Excalibur : quand les années 30 reviennent en 1980
Dans les années 60, aux États-Unis, on voit apparaître Excalibur : des voitures modernes au look de roadsters d’avant-guerre.
Je vous assure, rouler en Excalibur Phaeton, c’est comme voyager dans le temps. Capot interminable, chromes étincelants, gros V8 américain sous le capot. Pas très pratique au quotidien, mais alors, quelle allure devant un casino ou à un mariage !
Elemental : retour à l’essentiel, version anglaise
Elemental, c’est un tout jeune constructeur britannique. Avec leur RP1, ils proposent une voiture de sport ultra-légère, presque dépouillée, conçue pour ceux qui pensent qu’un bon tour de piste, c’est avant tout une question de sensations brutes.
Une caisse de seulement 580 kg propulsée par un moteur turbo de 320 chevaux… Vous imaginez le frisson ?
Eterniti Motors : l’éphémère tentative d’ultra-luxe
En 2010, un groupe de financiers londoniens a une idée brillante : créer des SUV ultra-luxueux personnalisables. Le résultat ? Eterniti Motors et son modèle Artemis, basé sur un Porsche Cayenne.
À l’époque, l’idée était novatrice, avant que Bentley et Rolls-Royce ne s’y mettent eux aussi. Sauf qu’Eterniti a disparu aussi vite qu’elle est arrivée, faute de clients prêts à payer très cher pour un Cayenne recarrossé.
Estrima : la mobilité urbaine version italienne
Quand vous traversez une ruelle de Milan en voyant passer un tout petit engin électrique deux places, il y a de grandes chances que ce soit une Estrima Birò.
Pratique, compact, branché sur une simple prise domestique : le véhicule idéal pour la jungle urbaine, sans se prendre la tête avec les parkings.
Elaris : la nouvelle vague électrique allemande
Dernier arrivé dans la partie, Elaris propose des voitures électriques accessibles, en s’appuyant sur des partenariats chinois. Le but ? Démocratiser l’électrique, tout simplement.

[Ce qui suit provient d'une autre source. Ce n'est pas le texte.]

//! Ideal and anti-ideal point principles.

use super::metric::DistanceMetric;
use super::params::{per_criterion, SelectionParams};
use super::trace::SelectionTrace;
use crate::domain::foundation::numeric::{argmax_set, argmin_set, max_of, min_of};
use crate::domain::foundation::{DecisionMatrix, ValidationError};

/// Distances of every alternative to `reference`.
pub fn distances(
    matrix: &DecisionMatrix,
    weights: &[f64],
    reference: &[f64],
    metric: DistanceMetric,
) -> Vec<f64> {
    (0..matrix.alternative_count())
        .map(|alt| metric.distance(&matrix.column(alt), reference, weights))
        .collect()
}

/// Ideal point: per-criterion maximum unless supplied.
pub fn ideal_point(matrix: &DecisionMatrix, params: &SelectionParams) -> Result<Vec<f64>, ValidationError> {
    per_criterion(matrix, &params.ideal_point, "ideal point", max_of)
}

/// Anti-ideal point: per-criterion minimum unless supplied.
pub fn anti_ideal_point(
    matrix: &DecisionMatrix,
    params: &SelectionParams,
) -> Result<Vec<f64>, ValidationError> {
    per_criterion(matrix, &params.anti_ideal_point, "anti-ideal point", min_of)
}

/// Alternatives closest to the ideal point.
pub fn select_ideal(
    matrix: &DecisionMatrix,
    weights: &[f64],
    params: &SelectionParams,
) -> Result<(Vec<usize>, SelectionTrace), ValidationError> {
    let reference = ideal_point(matrix, params)?;
    let distances = distances(matrix, weights, &reference, params.metric);
    let winners = argmin_set(&distances);
    Ok((
        winners,
        SelectionTrace::ReferencePoint {
            reference,
            metric: params.metric,
            distances,
        },
    ))
}

/// Alternatives farthest from the anti-ideal point.
pub fn select_anti_ideal(
    matrix: &DecisionMatrix,
    weights: &[f64],
    params: &SelectionParams,
) -> Result<(Vec<usize>, SelectionTrace), ValidationError> {
    let reference = anti_ideal_point(matrix, params)?;
    let distances = distances(matrix, weights, &reference, params.metric);
    let winners = argmax_set(&distances);
    Ok((
        winners,
        SelectionTrace::ReferencePoint {
            reference,
            metric: params.metric,
            distances,
        },
    ))
}
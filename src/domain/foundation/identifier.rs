//! Identifier lookup for method, principle and regime names.
//!
//! Names arrive from the presentation layer as free text. They are normalized
//! (trimmed, lowercased, `_` and spaces folded to `-`) and resolved through a
//! static table so that an unknown name fails as a configuration error.

use std::collections::HashMap;

use super::ConfigurationError;

/// Folds a user-supplied identifier into its canonical kebab-case form.
pub fn canonical_identifier(raw: &str) -> String {
    raw.trim()
        .to_lowercase()
        .chars()
        .map(|c| if c == '_' || c.is_whitespace() { '-' } else { c })
        .collect()
}

/// Resolves `raw` in `table`, reporting `kind` on failure.
pub fn resolve_identifier<T: Copy>(
    table: &HashMap<&'static str, T>,
    kind: &str,
    raw: &str,
) -> Result<T, ConfigurationError> {
    table
        .get(canonical_identifier(raw).as_str())
        .copied()
        .ok_or_else(|| ConfigurationError::unknown(kind, raw))
}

Je parie qu’on va en voir fleurir beaucoup dans nos rues dans les années à venir, surtout avec la montée des zones à faibles émissions.
FAQ – Marques de voitures commençant par E
Quelle est la marque de voiture commençant par E la plus connue aujourd’hui ?
Probablement Eicher Motors, grâce à son influence via Royal Enfield, ou Evergrande Auto, du côté des nouveaux acteurs électriques chinois.
Quelle marque a eu la plus courte durée de vie ?
Edsel, avec à peine deux ans d’existence, reste un exemple mythique d’échec commercial.
Y a-t-il des supercars qui commencent par E ?
Oui ! Exagon Motors en France et Edran en Belgique ont produit des voitures de sport haut de gamme.
Peut-on trouver facilement des pièces pour une EMW ou une Edsel ?
Non, elles sont devenues rares et recherchées, réservées aux passionnés de restauration de véhicules anciens.
Quelle marque illustre le mieux la tendance à l’électrification ?
Everus et Elaris, qui incarnent parfaitement le basculement vers la mobilité électrique sur les marchés asiatiques et européens.